* [What is required]
What lines in the entries below contain the word "Option"? Copy all of them.

* [Data]

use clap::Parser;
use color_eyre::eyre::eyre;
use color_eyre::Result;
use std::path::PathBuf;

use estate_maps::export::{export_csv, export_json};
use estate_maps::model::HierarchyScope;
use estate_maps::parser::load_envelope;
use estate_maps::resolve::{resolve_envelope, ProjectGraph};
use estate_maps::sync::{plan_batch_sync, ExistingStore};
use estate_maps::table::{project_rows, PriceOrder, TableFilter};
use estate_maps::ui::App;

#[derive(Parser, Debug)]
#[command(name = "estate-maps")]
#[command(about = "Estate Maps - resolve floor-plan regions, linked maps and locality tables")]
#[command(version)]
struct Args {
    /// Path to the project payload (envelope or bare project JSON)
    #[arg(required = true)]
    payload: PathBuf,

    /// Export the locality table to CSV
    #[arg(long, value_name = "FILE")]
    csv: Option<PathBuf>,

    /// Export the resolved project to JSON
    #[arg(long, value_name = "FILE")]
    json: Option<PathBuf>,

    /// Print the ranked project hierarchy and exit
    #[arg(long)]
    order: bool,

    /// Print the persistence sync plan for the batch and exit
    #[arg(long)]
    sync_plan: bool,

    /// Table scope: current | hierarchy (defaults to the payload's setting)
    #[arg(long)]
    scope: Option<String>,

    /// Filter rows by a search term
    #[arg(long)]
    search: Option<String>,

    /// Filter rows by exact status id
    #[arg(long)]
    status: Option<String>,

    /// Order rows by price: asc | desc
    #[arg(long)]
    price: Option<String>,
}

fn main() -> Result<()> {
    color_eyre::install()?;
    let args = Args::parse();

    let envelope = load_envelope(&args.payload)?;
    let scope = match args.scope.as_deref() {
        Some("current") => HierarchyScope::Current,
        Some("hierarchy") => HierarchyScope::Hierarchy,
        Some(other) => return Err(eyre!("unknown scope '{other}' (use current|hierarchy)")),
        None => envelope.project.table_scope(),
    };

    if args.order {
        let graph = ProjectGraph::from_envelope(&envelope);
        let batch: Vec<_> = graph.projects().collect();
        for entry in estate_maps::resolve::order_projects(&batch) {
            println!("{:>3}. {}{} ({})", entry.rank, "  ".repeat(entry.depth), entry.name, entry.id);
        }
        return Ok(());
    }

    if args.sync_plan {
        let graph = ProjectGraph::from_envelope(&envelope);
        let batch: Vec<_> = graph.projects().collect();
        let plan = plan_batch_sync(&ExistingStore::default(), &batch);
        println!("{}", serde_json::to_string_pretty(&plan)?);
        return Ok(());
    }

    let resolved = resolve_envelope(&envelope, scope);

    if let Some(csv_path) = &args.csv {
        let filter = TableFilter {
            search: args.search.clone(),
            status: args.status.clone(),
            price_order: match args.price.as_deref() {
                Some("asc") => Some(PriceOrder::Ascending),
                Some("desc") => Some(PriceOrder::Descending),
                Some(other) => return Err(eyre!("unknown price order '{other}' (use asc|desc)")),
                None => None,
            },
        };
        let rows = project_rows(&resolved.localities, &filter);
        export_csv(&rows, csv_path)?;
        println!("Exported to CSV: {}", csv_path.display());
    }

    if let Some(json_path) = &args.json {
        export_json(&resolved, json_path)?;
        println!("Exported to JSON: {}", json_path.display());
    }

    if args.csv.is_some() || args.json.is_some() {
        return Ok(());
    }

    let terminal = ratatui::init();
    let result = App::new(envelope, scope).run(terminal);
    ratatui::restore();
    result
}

* [Task result]
    csv: Option<PathBuf>,
    json: Option<PathBuf>,
    scope: Option<String>,
    search: Option<String>,
    status: Option<String>,
    price: Option<String>,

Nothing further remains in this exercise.